'''
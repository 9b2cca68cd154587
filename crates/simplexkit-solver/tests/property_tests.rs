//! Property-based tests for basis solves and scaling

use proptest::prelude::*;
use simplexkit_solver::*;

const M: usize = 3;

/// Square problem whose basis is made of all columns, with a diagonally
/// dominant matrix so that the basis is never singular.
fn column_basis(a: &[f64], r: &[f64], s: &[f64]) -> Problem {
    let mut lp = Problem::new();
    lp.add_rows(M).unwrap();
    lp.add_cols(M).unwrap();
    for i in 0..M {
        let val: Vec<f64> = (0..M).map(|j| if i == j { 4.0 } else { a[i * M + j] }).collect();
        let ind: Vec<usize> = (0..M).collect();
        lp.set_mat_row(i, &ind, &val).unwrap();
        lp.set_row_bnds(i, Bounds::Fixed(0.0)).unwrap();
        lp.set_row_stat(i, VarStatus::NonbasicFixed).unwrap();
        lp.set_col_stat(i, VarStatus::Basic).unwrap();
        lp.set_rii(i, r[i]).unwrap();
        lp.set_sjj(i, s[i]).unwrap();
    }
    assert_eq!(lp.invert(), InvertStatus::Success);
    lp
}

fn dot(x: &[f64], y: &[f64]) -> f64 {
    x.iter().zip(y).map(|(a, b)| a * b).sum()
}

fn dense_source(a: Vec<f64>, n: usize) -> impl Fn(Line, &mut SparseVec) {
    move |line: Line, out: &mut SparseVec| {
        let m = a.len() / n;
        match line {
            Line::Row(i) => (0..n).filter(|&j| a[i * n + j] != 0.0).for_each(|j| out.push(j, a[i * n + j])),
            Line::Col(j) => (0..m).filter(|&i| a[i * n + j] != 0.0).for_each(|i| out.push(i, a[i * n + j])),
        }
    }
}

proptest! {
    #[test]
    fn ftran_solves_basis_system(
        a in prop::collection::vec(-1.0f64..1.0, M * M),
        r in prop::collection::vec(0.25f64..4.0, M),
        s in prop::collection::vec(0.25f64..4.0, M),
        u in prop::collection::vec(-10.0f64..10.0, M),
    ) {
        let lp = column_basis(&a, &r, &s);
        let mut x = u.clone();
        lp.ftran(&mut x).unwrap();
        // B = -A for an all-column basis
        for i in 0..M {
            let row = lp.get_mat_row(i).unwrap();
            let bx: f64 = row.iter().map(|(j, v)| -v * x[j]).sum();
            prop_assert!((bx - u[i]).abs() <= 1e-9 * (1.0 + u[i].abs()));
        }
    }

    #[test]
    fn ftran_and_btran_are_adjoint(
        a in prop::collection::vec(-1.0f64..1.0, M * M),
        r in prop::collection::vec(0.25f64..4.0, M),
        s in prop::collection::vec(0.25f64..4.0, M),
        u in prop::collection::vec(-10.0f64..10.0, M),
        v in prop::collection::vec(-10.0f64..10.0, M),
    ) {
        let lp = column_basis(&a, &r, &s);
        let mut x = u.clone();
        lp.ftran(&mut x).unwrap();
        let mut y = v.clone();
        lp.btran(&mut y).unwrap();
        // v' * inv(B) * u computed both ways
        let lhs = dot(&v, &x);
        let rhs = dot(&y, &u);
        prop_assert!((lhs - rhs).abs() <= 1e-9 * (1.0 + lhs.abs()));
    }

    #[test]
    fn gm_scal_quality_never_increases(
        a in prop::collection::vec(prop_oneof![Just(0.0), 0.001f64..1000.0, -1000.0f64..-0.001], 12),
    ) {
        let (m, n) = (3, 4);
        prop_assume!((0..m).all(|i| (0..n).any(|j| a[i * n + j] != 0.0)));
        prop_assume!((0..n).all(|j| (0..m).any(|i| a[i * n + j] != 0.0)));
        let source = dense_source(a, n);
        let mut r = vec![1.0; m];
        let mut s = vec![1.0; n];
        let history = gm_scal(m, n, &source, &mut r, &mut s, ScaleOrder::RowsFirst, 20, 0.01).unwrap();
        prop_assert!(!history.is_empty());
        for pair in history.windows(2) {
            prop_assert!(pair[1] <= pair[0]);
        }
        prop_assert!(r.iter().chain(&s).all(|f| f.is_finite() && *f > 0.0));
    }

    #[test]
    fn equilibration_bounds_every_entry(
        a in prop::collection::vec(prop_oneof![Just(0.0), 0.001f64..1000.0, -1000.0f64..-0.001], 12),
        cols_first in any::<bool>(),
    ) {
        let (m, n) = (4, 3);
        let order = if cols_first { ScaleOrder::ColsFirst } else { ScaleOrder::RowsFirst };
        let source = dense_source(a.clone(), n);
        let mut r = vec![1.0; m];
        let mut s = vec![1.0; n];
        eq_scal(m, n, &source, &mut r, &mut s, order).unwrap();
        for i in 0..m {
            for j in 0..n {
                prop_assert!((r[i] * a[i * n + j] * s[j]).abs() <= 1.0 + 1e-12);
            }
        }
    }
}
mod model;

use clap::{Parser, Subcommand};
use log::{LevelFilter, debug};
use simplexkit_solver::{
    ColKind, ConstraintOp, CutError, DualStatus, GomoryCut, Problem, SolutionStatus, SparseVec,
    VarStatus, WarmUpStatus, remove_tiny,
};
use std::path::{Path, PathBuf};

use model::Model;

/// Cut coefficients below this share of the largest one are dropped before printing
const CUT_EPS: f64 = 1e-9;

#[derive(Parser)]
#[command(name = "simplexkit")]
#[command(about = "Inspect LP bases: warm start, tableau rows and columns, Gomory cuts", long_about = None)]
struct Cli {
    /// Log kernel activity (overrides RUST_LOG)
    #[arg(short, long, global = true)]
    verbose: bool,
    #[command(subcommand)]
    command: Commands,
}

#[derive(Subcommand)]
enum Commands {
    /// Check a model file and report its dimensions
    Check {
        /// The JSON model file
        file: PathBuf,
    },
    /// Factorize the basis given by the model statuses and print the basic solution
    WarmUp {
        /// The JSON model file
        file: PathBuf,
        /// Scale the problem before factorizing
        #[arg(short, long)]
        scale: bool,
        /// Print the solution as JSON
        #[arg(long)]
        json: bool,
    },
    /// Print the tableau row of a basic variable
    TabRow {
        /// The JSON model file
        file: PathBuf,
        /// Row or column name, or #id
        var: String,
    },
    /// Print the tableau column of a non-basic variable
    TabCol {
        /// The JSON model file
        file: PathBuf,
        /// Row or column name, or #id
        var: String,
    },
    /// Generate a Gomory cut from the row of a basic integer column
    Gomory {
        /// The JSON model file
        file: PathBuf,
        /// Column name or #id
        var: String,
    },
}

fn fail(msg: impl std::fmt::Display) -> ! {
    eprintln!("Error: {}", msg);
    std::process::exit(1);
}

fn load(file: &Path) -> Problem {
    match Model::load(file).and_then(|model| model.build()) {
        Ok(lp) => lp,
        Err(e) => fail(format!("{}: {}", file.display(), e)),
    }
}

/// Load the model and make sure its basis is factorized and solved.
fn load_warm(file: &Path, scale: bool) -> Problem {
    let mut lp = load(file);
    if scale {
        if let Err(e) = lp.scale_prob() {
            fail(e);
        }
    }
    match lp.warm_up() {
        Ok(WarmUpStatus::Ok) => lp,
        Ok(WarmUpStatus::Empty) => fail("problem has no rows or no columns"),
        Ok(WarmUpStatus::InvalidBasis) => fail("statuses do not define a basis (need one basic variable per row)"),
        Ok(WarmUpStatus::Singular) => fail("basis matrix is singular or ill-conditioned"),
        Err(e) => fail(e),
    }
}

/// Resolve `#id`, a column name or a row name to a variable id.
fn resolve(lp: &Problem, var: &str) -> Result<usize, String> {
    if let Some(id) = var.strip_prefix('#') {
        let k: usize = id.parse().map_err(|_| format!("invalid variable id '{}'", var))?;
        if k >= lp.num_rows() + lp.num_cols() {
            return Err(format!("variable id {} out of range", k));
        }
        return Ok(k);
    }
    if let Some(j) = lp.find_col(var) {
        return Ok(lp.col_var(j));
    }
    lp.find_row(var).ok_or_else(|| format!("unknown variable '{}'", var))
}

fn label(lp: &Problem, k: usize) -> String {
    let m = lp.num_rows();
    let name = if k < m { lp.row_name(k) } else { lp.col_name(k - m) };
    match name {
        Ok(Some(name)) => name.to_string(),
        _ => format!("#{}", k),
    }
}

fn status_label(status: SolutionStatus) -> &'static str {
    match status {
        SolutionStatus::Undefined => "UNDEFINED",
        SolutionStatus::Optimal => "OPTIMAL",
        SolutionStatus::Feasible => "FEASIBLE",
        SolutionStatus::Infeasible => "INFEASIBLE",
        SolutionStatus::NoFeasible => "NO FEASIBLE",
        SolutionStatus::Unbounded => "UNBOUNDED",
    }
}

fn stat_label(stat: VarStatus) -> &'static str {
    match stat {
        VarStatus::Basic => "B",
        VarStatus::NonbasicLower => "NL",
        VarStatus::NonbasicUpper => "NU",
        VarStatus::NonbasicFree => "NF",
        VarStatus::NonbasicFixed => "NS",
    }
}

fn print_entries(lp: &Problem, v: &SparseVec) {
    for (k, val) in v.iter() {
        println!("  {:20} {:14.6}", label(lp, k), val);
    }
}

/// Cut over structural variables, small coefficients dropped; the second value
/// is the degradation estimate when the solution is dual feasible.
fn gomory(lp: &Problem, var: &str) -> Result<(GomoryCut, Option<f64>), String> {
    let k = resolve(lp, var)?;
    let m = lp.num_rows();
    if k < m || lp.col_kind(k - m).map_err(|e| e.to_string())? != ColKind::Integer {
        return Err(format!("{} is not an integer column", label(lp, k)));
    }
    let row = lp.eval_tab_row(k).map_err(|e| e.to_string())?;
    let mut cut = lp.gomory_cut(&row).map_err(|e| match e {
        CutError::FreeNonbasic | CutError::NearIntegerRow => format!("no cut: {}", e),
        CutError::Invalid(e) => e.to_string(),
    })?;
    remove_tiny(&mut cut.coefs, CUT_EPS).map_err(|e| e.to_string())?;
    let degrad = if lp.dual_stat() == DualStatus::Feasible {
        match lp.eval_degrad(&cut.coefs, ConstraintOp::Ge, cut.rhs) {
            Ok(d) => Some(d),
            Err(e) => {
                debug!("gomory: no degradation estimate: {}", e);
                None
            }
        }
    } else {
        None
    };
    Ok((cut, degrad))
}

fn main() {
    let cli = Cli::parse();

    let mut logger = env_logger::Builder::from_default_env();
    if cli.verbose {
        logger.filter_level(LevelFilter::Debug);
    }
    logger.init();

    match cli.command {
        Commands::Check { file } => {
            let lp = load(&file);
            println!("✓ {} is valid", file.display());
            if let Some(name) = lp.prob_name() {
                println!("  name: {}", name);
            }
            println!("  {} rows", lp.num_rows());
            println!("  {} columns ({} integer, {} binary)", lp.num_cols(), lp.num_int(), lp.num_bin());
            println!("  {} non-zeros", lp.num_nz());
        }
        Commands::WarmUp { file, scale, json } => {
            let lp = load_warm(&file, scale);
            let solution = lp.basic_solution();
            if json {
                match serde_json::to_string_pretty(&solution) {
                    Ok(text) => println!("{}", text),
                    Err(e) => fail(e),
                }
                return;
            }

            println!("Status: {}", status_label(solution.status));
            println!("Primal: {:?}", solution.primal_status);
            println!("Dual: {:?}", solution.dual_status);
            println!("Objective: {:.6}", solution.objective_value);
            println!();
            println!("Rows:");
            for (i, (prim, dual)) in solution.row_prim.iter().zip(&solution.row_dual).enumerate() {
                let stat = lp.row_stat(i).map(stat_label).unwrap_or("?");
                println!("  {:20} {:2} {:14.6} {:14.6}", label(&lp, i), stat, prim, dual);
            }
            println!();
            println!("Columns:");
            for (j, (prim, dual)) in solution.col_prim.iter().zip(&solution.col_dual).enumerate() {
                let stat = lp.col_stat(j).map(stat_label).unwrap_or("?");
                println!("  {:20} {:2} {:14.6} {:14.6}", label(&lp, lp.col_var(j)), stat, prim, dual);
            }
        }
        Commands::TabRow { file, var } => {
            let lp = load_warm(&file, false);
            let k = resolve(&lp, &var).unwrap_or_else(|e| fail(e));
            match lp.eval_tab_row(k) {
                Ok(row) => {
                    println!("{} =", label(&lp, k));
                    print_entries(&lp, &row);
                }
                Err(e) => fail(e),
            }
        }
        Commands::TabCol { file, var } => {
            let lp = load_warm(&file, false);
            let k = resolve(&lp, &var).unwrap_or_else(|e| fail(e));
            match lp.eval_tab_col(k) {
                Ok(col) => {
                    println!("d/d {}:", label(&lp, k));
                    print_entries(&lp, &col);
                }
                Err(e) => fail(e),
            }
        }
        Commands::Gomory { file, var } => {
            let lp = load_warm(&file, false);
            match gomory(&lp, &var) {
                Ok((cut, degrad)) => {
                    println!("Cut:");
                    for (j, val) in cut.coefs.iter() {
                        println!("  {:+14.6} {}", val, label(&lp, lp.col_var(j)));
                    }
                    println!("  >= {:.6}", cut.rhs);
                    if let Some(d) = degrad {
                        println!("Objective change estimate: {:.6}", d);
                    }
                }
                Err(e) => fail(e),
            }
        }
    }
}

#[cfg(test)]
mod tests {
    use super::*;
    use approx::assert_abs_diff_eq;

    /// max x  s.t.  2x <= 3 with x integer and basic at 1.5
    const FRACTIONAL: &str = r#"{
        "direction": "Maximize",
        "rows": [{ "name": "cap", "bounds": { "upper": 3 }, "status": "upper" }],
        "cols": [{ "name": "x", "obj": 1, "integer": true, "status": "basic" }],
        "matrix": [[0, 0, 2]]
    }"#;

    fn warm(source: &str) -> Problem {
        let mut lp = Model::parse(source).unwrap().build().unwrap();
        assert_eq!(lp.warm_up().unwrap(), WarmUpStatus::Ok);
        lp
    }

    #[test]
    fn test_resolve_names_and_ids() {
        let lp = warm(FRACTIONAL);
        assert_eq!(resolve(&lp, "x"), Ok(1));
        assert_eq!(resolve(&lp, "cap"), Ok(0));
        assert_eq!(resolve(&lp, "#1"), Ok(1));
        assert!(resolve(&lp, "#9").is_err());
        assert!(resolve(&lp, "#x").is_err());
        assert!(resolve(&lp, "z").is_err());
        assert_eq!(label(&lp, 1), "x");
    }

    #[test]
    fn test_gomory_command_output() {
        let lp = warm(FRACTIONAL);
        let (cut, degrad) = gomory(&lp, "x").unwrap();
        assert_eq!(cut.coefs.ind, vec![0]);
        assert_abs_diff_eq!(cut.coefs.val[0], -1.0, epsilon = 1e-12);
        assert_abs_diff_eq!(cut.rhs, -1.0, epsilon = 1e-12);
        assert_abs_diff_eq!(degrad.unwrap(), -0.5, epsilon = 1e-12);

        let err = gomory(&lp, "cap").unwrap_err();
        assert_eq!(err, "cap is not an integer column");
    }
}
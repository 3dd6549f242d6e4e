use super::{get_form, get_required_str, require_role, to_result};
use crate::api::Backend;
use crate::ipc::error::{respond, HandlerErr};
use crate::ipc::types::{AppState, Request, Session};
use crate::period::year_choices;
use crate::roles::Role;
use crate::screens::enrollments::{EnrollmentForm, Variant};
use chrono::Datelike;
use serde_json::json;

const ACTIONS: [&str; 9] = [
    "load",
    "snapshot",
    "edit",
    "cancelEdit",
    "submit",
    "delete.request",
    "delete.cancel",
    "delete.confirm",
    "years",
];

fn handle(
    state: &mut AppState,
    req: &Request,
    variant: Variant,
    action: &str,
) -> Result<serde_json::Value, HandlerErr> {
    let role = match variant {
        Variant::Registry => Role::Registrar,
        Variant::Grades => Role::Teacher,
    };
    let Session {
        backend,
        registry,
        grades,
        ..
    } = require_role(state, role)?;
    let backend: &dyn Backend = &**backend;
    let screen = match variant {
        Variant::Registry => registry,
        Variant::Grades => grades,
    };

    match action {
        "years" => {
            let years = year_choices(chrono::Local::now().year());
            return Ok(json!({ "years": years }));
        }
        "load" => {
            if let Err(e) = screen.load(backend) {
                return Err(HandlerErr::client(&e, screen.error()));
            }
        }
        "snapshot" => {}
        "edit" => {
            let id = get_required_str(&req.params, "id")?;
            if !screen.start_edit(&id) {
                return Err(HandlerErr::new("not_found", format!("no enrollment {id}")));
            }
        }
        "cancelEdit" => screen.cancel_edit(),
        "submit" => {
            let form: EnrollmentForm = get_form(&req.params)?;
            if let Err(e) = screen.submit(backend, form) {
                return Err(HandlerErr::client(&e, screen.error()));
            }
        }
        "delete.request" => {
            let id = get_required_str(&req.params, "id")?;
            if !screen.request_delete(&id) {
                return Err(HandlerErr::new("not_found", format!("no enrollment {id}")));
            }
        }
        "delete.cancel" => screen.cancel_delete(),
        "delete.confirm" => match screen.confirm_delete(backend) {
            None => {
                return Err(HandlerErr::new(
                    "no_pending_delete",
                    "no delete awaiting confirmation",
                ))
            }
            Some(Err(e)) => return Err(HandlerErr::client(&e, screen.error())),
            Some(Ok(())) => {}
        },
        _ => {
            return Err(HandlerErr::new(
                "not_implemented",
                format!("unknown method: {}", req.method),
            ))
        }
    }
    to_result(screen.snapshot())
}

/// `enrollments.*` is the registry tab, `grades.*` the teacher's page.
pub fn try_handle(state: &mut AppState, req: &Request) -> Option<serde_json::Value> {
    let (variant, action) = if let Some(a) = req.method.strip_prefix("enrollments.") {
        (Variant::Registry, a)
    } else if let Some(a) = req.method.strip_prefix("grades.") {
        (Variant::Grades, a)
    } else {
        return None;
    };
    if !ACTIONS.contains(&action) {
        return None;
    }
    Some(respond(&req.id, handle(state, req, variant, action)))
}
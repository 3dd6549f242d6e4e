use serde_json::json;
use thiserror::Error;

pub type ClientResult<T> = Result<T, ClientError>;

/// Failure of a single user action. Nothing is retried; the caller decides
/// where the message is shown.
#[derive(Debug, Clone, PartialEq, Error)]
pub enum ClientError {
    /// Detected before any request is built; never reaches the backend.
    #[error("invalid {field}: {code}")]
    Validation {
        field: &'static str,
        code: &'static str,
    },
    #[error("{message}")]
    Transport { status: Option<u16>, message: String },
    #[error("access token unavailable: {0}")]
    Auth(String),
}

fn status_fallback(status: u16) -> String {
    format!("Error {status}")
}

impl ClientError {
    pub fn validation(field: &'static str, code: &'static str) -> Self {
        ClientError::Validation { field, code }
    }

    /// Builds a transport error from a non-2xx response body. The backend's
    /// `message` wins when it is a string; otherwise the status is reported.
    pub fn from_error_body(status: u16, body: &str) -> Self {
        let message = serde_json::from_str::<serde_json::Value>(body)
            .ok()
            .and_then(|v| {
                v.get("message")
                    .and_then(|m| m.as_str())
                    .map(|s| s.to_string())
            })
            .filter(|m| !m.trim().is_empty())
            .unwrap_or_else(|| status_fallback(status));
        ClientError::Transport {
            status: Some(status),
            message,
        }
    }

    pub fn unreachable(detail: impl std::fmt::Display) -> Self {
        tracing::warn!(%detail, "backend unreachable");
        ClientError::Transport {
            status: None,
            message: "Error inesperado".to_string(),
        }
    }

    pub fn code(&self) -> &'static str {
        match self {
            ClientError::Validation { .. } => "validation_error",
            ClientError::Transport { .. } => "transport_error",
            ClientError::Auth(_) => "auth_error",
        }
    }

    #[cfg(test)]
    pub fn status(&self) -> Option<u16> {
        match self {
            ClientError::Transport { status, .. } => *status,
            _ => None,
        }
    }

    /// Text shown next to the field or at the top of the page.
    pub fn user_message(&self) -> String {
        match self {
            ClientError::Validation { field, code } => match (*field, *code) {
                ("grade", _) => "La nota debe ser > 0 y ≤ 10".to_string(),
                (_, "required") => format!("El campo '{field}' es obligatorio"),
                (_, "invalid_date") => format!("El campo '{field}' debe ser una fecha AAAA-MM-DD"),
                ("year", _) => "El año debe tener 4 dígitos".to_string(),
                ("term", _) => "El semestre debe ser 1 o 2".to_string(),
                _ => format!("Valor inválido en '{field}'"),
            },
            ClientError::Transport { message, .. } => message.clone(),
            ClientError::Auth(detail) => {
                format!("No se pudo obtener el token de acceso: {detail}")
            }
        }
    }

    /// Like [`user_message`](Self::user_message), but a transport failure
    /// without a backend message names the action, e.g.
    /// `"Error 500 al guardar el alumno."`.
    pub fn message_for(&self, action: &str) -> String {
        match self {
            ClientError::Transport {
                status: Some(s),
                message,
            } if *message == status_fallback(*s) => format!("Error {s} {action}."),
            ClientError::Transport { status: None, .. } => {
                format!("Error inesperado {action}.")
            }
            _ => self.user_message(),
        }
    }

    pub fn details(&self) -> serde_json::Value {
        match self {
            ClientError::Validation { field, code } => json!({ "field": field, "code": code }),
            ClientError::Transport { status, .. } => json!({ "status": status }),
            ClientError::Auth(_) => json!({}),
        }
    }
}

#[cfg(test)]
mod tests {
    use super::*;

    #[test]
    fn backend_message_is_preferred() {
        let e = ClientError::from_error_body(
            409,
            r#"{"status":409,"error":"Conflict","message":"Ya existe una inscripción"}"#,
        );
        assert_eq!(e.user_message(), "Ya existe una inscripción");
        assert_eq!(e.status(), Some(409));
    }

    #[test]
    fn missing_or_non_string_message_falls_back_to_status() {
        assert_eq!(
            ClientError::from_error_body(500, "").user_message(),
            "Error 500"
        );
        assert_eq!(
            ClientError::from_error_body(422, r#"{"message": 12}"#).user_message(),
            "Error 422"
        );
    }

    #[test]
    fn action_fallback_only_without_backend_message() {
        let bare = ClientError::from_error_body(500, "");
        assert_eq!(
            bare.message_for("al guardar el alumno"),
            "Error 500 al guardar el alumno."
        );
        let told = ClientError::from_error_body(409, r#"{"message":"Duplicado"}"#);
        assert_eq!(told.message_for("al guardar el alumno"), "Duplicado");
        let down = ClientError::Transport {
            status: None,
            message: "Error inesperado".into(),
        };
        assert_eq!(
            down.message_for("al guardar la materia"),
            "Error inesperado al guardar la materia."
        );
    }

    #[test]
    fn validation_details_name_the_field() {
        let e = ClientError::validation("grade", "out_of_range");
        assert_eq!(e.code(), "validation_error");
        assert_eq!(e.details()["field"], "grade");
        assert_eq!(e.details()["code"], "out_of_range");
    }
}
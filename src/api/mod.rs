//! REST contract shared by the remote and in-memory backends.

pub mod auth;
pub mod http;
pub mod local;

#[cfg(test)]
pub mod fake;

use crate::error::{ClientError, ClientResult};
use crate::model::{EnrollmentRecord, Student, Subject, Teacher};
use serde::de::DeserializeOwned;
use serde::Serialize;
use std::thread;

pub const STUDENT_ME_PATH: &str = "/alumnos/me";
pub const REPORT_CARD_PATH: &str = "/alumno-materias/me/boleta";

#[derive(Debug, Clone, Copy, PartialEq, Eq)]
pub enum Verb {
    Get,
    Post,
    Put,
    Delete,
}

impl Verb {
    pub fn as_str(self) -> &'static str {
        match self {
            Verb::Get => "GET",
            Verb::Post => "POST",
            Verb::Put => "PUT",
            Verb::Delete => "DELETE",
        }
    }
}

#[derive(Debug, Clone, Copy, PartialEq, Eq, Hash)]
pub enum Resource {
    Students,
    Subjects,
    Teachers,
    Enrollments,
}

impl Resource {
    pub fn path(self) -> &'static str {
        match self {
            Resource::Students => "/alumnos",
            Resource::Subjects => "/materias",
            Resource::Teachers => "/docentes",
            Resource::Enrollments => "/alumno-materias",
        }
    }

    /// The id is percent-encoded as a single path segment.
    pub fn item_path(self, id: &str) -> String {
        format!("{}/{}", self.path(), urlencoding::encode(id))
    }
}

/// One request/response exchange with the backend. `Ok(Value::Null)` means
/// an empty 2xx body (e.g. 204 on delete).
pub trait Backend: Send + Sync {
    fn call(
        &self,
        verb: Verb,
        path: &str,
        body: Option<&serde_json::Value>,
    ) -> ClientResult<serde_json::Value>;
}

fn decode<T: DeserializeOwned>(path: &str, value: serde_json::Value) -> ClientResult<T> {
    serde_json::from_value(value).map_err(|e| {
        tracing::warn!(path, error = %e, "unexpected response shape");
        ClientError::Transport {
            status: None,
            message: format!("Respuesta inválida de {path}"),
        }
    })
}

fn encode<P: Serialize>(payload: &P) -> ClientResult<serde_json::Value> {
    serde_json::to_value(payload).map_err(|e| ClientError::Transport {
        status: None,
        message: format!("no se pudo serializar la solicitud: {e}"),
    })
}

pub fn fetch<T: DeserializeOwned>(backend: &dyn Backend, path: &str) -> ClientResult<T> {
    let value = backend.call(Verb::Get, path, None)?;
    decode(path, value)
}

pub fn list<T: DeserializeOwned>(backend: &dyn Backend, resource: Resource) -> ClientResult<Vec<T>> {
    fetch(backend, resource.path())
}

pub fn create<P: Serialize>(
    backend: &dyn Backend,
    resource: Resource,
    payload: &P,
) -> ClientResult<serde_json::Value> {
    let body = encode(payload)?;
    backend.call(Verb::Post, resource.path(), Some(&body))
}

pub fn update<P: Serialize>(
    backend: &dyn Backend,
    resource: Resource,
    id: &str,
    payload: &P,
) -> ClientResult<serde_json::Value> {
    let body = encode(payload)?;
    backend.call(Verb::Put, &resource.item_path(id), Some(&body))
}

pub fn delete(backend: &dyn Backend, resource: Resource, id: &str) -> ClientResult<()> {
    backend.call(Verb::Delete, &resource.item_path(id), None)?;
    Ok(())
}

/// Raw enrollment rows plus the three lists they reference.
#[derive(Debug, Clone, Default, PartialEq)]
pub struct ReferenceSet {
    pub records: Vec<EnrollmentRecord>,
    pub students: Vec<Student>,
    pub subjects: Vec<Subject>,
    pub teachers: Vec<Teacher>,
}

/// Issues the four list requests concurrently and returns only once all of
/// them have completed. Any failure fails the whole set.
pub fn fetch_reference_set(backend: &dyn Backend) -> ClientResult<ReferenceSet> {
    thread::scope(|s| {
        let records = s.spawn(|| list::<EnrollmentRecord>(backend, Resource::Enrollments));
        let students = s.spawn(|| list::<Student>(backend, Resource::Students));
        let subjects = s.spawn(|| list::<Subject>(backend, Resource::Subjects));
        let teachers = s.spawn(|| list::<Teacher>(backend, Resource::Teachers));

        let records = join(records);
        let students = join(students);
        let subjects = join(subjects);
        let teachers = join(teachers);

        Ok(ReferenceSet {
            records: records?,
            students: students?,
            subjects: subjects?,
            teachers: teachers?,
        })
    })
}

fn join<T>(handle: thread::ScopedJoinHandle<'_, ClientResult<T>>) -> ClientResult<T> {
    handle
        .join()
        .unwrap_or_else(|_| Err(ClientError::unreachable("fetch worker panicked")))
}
'''
▸ TASK GOAL:
Whichever lines of the records above hold the word "unreachable" should all be copied out.

▸ TASK SOLUTION:
    pub fn unreachable(detail: impl std::fmt::Display) -> Self {
        tracing::warn!(%detail, "backend unreachable");
        .unwrap_or_else(|_| Err(ClientError::unreachable("fetch worker panicked")))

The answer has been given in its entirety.